### Try it
Here are some entries; quote each one exactly.

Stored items
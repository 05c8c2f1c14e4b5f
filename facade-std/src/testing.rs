//! Testing utilities for facade.
//!
//! This module provides helpers for asserting what a forwarded call actually
//! delivered to the underlying method.
//!
//! # Features
//!
//! - [`CallRecorder`]: builds methods whose bodies record every call they receive
//! - [`RecordedCall`]: a snapshot of one call's bound arguments

use facade_core::{BoundArguments, Instance, Method, MethodSignature, Value};
use std::{
    collections::BTreeMap,
    sync::{Arc, Mutex, PoisonError},
};

/// One call as seen by a recording method body.
#[derive(Debug, Clone, PartialEq)]
pub struct RecordedCall {
    /// Name of the method that was invoked.
    pub method: String,
    /// Class of the receiving instance.
    pub class: String,
    /// Named parameters after binding.
    pub params: BTreeMap<String, Value>,
    /// Variadic-positional overflow.
    pub varargs: Vec<Value>,
    /// Variadic-keyword overflow.
    pub varkw: BTreeMap<String, Value>,
}

impl RecordedCall {
    /// The bound value of a named parameter.
    pub fn param(&self, name: &str) -> Option<&Value> {
        self.params.get(name)
    }
}

/// Records the calls received by the methods it creates.
///
/// # Example
///
/// ```rust,ignore
/// let recorder = CallRecorder::new();
/// let class = Class::builder("Operations")
///     .method("drop_table", recorder.method(signature))
///     .build()?;
///
/// // ... call through a facade ...
///
/// let call = recorder.last().unwrap();
/// assert_eq!(call.param("name"), Some(&Value::from("account")));
/// ```
#[derive(Debug, Clone, Default)]
pub struct CallRecorder {
    calls: Arc<Mutex<Vec<RecordedCall>>>,
}

impl CallRecorder {
    /// Create an empty recorder.
    pub fn new() -> Self {
        Self::default()
    }

    /// A method that records its call and returns [`Value::None`].
    pub fn method(&self, signature: MethodSignature) -> Method {
        self.returning(signature, Value::None)
    }

    /// A method that records its call and returns `value`.
    pub fn returning(&self, signature: MethodSignature, value: impl Into<Value>) -> Method {
        let calls = Arc::clone(&self.calls);
        let name = signature.name().to_owned();
        let value = value.into();
        Method::new(signature, move |instance: &Instance, bound: &BoundArguments| {
            calls
                .lock()
                .unwrap_or_else(PoisonError::into_inner)
                .push(RecordedCall {
                    method: name.clone(),
                    class: instance.class().name().to_owned(),
                    params: bound
                        .params()
                        .map(|(k, v)| (k.to_owned(), v.clone()))
                        .collect(),
                    varargs: bound.varargs().to_vec(),
                    varkw: bound.varkw().clone(),
                });
            value.clone()
        })
    }

    /// All recorded calls, oldest first.
    pub fn calls(&self) -> Vec<RecordedCall> {
        self.calls
            .lock()
            .unwrap_or_else(PoisonError::into_inner)
            .clone()
    }

    /// The most recent call.
    pub fn last(&self) -> Option<RecordedCall> {
        self.calls
            .lock()
            .unwrap_or_else(PoisonError::into_inner)
            .last()
            .cloned()
    }

    /// Number of recorded calls.
    pub fn count(&self) -> usize {
        self.calls
            .lock()
            .unwrap_or_else(PoisonError::into_inner)
            .len()
    }

    /// Forget all recorded calls.
    pub fn clear(&self) {
        self.calls
            .lock()
            .unwrap_or_else(PoisonError::into_inner)
            .clear();
    }
}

### Expected output
repository 05c8c2f1c14e4b5f
filename facade-std/src/testing.rs
//! Testing utilities for facade.
//!
//! This module provides helpers for asserting what a forwarded call actually
//! delivered to the underlying method.
//!
//! # Features
//!
//! - [`CallRecorder`]: builds methods whose bodies record every call they receive
//! - [`RecordedCall`]: a snapshot of one call's bound arguments

use facade_core::{BoundArguments, Instance, Method, MethodSignature, Value};
use std::{
    collections::BTreeMap,
    sync::{Arc, Mutex, PoisonError},
};

/// One call as seen by a recording method body.
#[derive(Debug, Clone, PartialEq)]
pub struct RecordedCall {
    /// Name of the method that was invoked.
    pub method: String,
    /// Class of the receiving instance.
    pub class: String,
    /// Named parameters after binding.
    pub params: BTreeMap<String, Value>,
    /// Variadic-positional overflow.
    pub varargs: Vec<Value>,
    /// Variadic-keyword overflow.
    pub varkw: BTreeMap<String, Value>,
}

impl RecordedCall {
    /// The bound value of a named parameter.
    pub fn param(&self, name: &str) -> Option<&Value> {
        self.params.get(name)
    }
}

/// Records the calls received by the methods it creates.
///
/// # Example
///
/// ```rust,ignore
/// let recorder = CallRecorder::new();
/// let class = Class::builder("Operations")
///     .method("drop_table", recorder.method(signature))
///     .build()?;
///
/// // ... call through a facade ...
///
/// let call = recorder.last().unwrap();
/// assert_eq!(call.param("name"), Some(&Value::from("account")));
/// ```
#[derive(Debug, Clone, Default)]
pub struct CallRecorder {
    calls: Arc<Mutex<Vec<RecordedCall>>>,
}

impl CallRecorder {
    /// Create an empty recorder.
    pub fn new() -> Self {
        Self::default()
    }

    /// A method that records its call and returns [`Value::None`].
    pub fn method(&self, signature: MethodSignature) -> Method {
        self.returning(signature, Value::None)
    }

    /// A method that records its call and returns `value`.
    pub fn returning(&self, signature: MethodSignature, value: impl Into<Value>) -> Method {
        let calls = Arc::clone(&self.calls);
        let name = signature.name().to_owned();
        let value = value.into();
        Method::new(signature, move |instance: &Instance, bound: &BoundArguments| {
            calls
                .lock()
                .unwrap_or_else(PoisonError::into_inner)
                .push(RecordedCall {
                    method: name.clone(),
                    class: instance.class().name().to_owned(),
                    params: bound
                        .params()
                        .map(|(k, v)| (k.to_owned(), v.clone()))
                        .collect(),
                    varargs: bound.varargs().to_vec(),
                    varkw: bound.varkw().clone(),
                });
            value.clone()
        })
    }

    /// All recorded calls, oldest first.
    pub fn calls(&self) -> Vec<RecordedCall> {
        self.calls
            .lock()
            .unwrap_or_else(PoisonError::into_inner)
            .clone()
    }

    /// The most recent call.
    pub fn last(&self) -> Option<RecordedCall> {
        self.calls
            .lock()
            .unwrap_or_else(PoisonError::into_inner)
            .last()
            .cloned()
    }

    /// Number of recorded calls.
    pub fn count(&self) -> usize {
        self.calls
            .lock()
            .unwrap_or_else(PoisonError::into_inner)
            .len()
    }

    /// Forget all recorded calls.
    pub fn clear(&self) {
        self.calls
            .lock()
            .unwrap_or_else(PoisonError::into_inner)
            .clear();
    }
}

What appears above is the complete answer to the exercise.